The text line position feature extraction model 403 is used for performing feature extraction on the image containing the document through a first feature extraction module to obtain a feature map; and extracting the position feature corresponding to each text line in the feature map by a second feature extraction module according to the coordinate of each text line output by the character recognition model 401. The first feature extraction module is a feature extraction module of a pre-trained text line boundary detection model. The training process of the text line boundary detection model refers to the foregoing embodiments, and is not described herein again.

The layout analysis model 404 is configured to fuse, by using the feature fusion module, semantic features of each word in each text line and corresponding position features output by the text line position feature extraction model 403 for each text line output by the character recognition model 401, so as to obtain coding features of the text line; and decoding the coding characteristics of each text line through a first decoding module to obtain the layout structure information of the document.

Obviously, step S301 is implemented by the character recognition model 401, the context representation model 402, and the text line position feature extraction model 403. Steps S302-S303 are implemented by layout analysis model 404. That is, step S101 is implemented by the character recognition model 401, the context representation model 402, the text line position feature extraction model 403, and the layout analysis model 404.

The extraction model 405 is used to encode each character in each text output by the character recognition model 401 according to the layout structure information output by the layout analysis model 404, and determine the element label to which each character belongs according to the encoding result of each character.

It is clear that steps S102-S103 are implemented by the extraction model 405.

Optionally, the character recognition model 401, the context representation model 402, the text line boundary detection model, the layout analysis model 404, and the extraction model 405 may be obtained by independent training respectively.

The training process of the character recognition model 401 and the context representation model 402 can refer to the existing implementation scheme, and is not described in detail here.

The training process of the text line boundary detection model and the layout analysis model 404 can refer to the foregoing embodiments, and will not be described herein.

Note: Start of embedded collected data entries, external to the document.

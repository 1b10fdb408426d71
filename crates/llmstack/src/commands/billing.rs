//! Billing command handlers.

use tabled::Tabled;

use llmstack_core::models::SubscriptionPrice;
use llmstack_core::{CoreError, DataStore};

use crate::cli::{BillingArgs, BillingCommand, GlobalOpts};
use crate::error::CliError;
use crate::output;

use super::util;

#[derive(Tabled)]
struct PriceRow {
    #[tabled(rename = "ID")]
    id: String,
    #[tabled(rename = "Product")]
    product: String,
    #[tabled(rename = "Amount")]
    amount: String,
    #[tabled(rename = "Interval")]
    interval: String,
}

impl From<&SubscriptionPrice> for PriceRow {
    fn from(p: &SubscriptionPrice) -> Self {
        Self {
            id: p.id.clone(),
            product: p.product_name.clone(),
            amount: format_amount(p.unit_amount, &p.currency),
            interval: p.recurring_interval.clone().unwrap_or_else(|| "once".into()),
        }
    }
}

/// Render minor currency units (cents) as a decimal amount.
fn format_amount(unit_amount: Option<u64>, currency: &str) -> String {
    match unit_amount {
        Some(minor) => format!("{}.{:02} {}", minor / 100, minor % 100, currency.to_uppercase()),
        None => "-".into(),
    }
}

pub async fn handle(store: &DataStore, args: BillingArgs, global: &GlobalOpts) -> Result<(), CliError> {
    match args.command {
        BillingCommand::Prices => {
            let prices = util::load(store.subscription_prices()).await?;
            let out = output::render_list(&global.output, &prices, |p| PriceRow::from(p), |p| {
                p.id.clone()
            })?;
            output::print_output(&out, global.quiet);
            Ok(())
        }

        BillingCommand::Checkout { price_id } => {
            let session = store
                .client()
                .create_checkout_session(&price_id)
                .await
                .map_err(CoreError::from)?;
            let out = output::render_single(
                &global.output,
                &session,
                |s| s.checkout_session_url.clone(),
                |s| s.checkout_session_url.clone(),
            )?;
            output::print_output(&out, global.quiet);
            Ok(())
        }
    }
}

#[cfg(test)]
mod tests {
    use super::*;

    #[test]
    fn amounts_render_in_major_units() {
        assert_eq!(format_amount(Some(1999), "usd"), "19.99 USD");
        assert_eq!(format_amount(Some(500), "eur"), "5.00 EUR");
        assert_eq!(format_amount(None, "usd"), "-");
    }
}
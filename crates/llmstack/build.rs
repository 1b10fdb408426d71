use std::fs;
use std::io;
use std::path::{Path, PathBuf};

use clap::CommandFactory;

// cli.rs only depends on clap + clap_complete, both build-dependencies.
#[path = "src/cli.rs"]
#[allow(dead_code)]
mod cli;

fn main() -> io::Result<()> {
    println!("cargo::rerun-if-changed=src/cli.rs");

    let out_dir: PathBuf = std::env::var_os("OUT_DIR")
        .ok_or_else(|| io::Error::other("OUT_DIR not set by Cargo"))?
        .into();
    let man_dir = out_dir.join("man");
    fs::create_dir_all(&man_dir)?;

    generate_manpages(&cli::Cli::command(), &man_dir)
}

/// Recursively render man pages for a command and its visible subcommands.
fn generate_manpages(cmd: &clap::Command, dir: &Path) -> io::Result<()> {
    let name = cmd.get_name().to_owned();

    let mut buf = Vec::new();
    clap_mangen::Man::new(cmd.clone()).render(&mut buf)?;
    fs::write(dir.join(format!("{name}.1")), buf)?;

    for sub in cmd.get_subcommands() {
        if sub.is_hide_set() {
            continue;
        }
        let sub = sub.clone().name(format!("{name}-{}", sub.get_name()));
        generate_manpages(&sub, dir)?;
    }
    Ok(())
}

The sample for training the extraction model 405 is a document and layout structure information of the document, and the layout structure information in the sample may be artificially labeled or obtained by processing a picture including the document through the character recognition model 401, the context representation model 402, the text line position feature extraction model 403 and the layout analysis model 404; the sample label is: and aiming at the element label of each character marked in the document.

The input of the extraction model 405 is a document and layout structure information of the document, and the output of the extraction model 405 is an element tag to which each word in the input document belongs.

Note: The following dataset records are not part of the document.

//! Pure projections behind the derived views.
//!
//! Each function takes plain snapshots and returns a new value; the
//! [`DataStore`](crate::DataStore) wires them to cache nodes. Keeping them
//! free of channels makes the view rules testable on their own.

use std::collections::{BTreeMap, HashSet};

use llmstack_api::models::{DataSource, Processor, Profile, ProfileFlags};
use serde::Serialize;

/// Whether a profile is loaded. A failed or unauthorized profile fetch
/// leaves the node at `None`, which reads as logged out.
pub fn is_logged_in(profile: Option<&Profile>) -> bool {
    profile.is_some()
}

/// The profile's feature flags; empty when logged out.
pub fn profile_flags(profile: Option<&Profile>) -> ProfileFlags {
    profile.map(|p| p.flags.clone()).unwrap_or_default()
}

/// Processors the organization has not disabled.
///
/// An entry in `disabled` matches either the `provider/processor` backend
/// id or the processor's own id.
pub fn available_processors(processors: &[Processor], disabled: &[String]) -> Vec<Processor> {
    if disabled.is_empty() {
        return processors.to_vec();
    }
    let disabled: HashSet<&str> = disabled.iter().map(String::as_str).collect();
    processors
        .iter()
        .filter(|p| {
            !disabled.contains(p.backend_id().as_str()) && !disabled.contains(p.id.to_string().as_str())
        })
        .cloned()
        .collect()
}

/// Processors grouped by provider slug, each group in server order.
pub fn processors_by_provider(processors: &[Processor]) -> BTreeMap<String, Vec<Processor>> {
    let mut groups: BTreeMap<String, Vec<Processor>> = BTreeMap::new();
    for processor in processors {
        groups
            .entry(processor.api_provider.slug.clone())
            .or_default()
            .push(processor.clone());
    }
    groups
}

/// One row of the merged data source list.
#[derive(Debug, Clone, PartialEq, Serialize)]
pub struct DataSourceRow {
    #[serde(flatten)]
    pub source: DataSource,
    pub is_user_owned: bool,
}

/// User-owned data sources followed by organization ones.
///
/// A source visible through both lists appears once, as user-owned.
pub fn merged_datasources(user: &[DataSource], org: &[DataSource]) -> Vec<DataSourceRow> {
    let mut seen = HashSet::with_capacity(user.len() + org.len());
    let tagged_user = user.iter().map(|s| (s, true));
    let tagged_org = org.iter().map(|s| (s, false));

    tagged_user
        .chain(tagged_org)
        .filter(|(source, _)| seen.insert(source.uuid))
        .map(|(source, is_user_owned)| DataSourceRow {
            source: source.clone(),
            is_user_owned,
        })
        .collect()
}

#[cfg(test)]
#[allow(clippy::unwrap_used)]
mod tests {
    use llmstack_api::models::{ProviderRef, ResourceId};
    use pretty_assertions::assert_eq;
    use uuid::Uuid;

    use super::*;

    fn processor(id: u64, provider: &str, slug: &str) -> Processor {
        Processor {
            id: ResourceId::Number(id),
            name: slug.to_uppercase(),
            slug: slug.into(),
            api_provider: ProviderRef {
                name: provider.to_uppercase(),
                slug: provider.into(),
            },
            ..Processor::default()
        }
    }

    fn datasource(uuid: Uuid, name: &str) -> DataSource {
        serde_json::from_value(serde_json::json!({"uuid": uuid, "name": name})).unwrap()
    }

    #[test]
    fn logged_in_follows_profile_presence() {
        assert!(!is_logged_in(None));
        assert!(is_logged_in(Some(&Profile::default())));
    }

    #[test]
    fn flags_default_to_empty_when_logged_out() {
        assert!(profile_flags(None).is_empty());

        let mut profile = Profile::default();
        profile.flags.0.insert("IS_ORGANIZATION_OWNER".into(), true);
        assert!(profile_flags(Some(&profile)).is_set("IS_ORGANIZATION_OWNER"));
    }

    #[test]
    fn disabled_backends_are_hidden() {
        let all = vec![
            processor(1, "openai", "chatgpt"),
            processor(2, "openai", "dall_e"),
            processor(3, "stabilityai", "text2image"),
        ];
        let disabled = vec!["openai/dall_e".to_string(), "3".to_string()];

        let names: Vec<String> = available_processors(&all, &disabled)
            .into_iter()
            .map(|p| p.slug)
            .collect();
        assert_eq!(names, vec!["chatgpt".to_string()]);
        assert_eq!(available_processors(&all, &[]).len(), 3);
    }

    #[test]
    fn processors_group_by_provider() {
        let all = vec![
            processor(1, "openai", "chatgpt"),
            processor(2, "cohere", "generate"),
            processor(3, "openai", "dall_e"),
        ];
        let groups = processors_by_provider(&all);
        assert_eq!(groups.keys().collect::<Vec<_>>(), vec!["cohere", "openai"]);
        assert_eq!(groups["openai"].len(), 2);
        assert_eq!(groups["openai"][1].slug, "dall_e");
    }

    #[test]
    fn merged_datasources_dedupe_with_user_winning() {
        let shared = Uuid::new_v4();
        let mine = Uuid::new_v4();
        let theirs = Uuid::new_v4();

        let user = vec![datasource(mine, "notes"), datasource(shared, "handbook (mine)")];
        let org = vec![datasource(shared, "handbook (org)"), datasource(theirs, "wiki")];

        let rows = merged_datasources(&user, &org);
        let summary: Vec<(&str, bool)> = rows
            .iter()
            .map(|r| (r.source.name.as_str(), r.is_user_owned))
            .collect();
        assert_eq!(
            summary,
            vec![
                ("notes", true),
                ("handbook (mine)", true),
                ("wiki", false),
            ]
        );
    }
}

The extraction model 405 may be trained by:

the document as a sample and the layout structure information of the document are input to the extraction model 405, and the element tag to which each word output by the extraction model 405 belongs is obtained.

And updating the parameters of the extraction model 405 by taking the goal that the element labels to which the words output by the extraction model 405 are close to the sample labels until the training end condition is met.

Optionally, the character recognition model 401, the context representation model 402, and the text line boundary detection model may be trained separately, and the layout analysis model 404 and the extraction model 405 may be trained jointly.

The sample for performing the joint training on the layout analysis model 404 and the extraction model 405 is a picture (i.e. a picture text) containing a document, and the sample labels are: the method comprises the steps of marking the attribute of each text line of a picture document, the associated text line of each text line, the relation between each text line and the associated text line and the element label of each word in the document.

The process of jointly training layout analysis model 404 and extraction model 405 may include:

and performing optical character recognition on the sample picture through the character recognition model 401 to obtain each text line in the document contained in the sample picture and the coordinates of the text line.

The words in each text output by the character recognition model 401 are first encoded by the context representation model 402 to obtain semantic features of each word.

Extracting the characteristics of the sample picture through a text line position characteristic extraction model 403 to obtain a characteristic diagram; and extracting the position feature corresponding to each text line in the feature map according to the coordinates of each text line output by the character recognition model 401.

The semantic features of each word in each text line in the sample picture and the position features corresponding to the text lines are input into the layout analysis model 404, and layout structure information (including the attributes of each text line in the sample, the associated text line of each text line, and the relationship between each text line and the associated text line) output by the layout analysis model 404 is obtained.

The layout structure information output by the layout analysis model 404 and the text line in the sample output by the character recognition model 401 are input into the extraction model 405, and the element label of each character in the text line output by the extraction model 405 is obtained.

With the layout structure information output by the layout analysis model 404 and the element labels of the characters output by the extraction model 405 approaching the sample labels as targets, the parameters of the layout analysis model 404 and the extraction model 405 are updated until the training end condition is met.

In an alternative embodiment, an implementation flowchart of encoding each word in the document according to the layout structure information is shown in fig. 5, and may include:

step S501: constructing an abnormal composition based on the document according to the layout structure information of the document, wherein nodes in the abnormal composition comprise word nodes, title nodes and text segment nodes; the edges in the heteromorphic graph include: word-to-word relationships, word-to-text segment relationships, text segment-to-title relationships.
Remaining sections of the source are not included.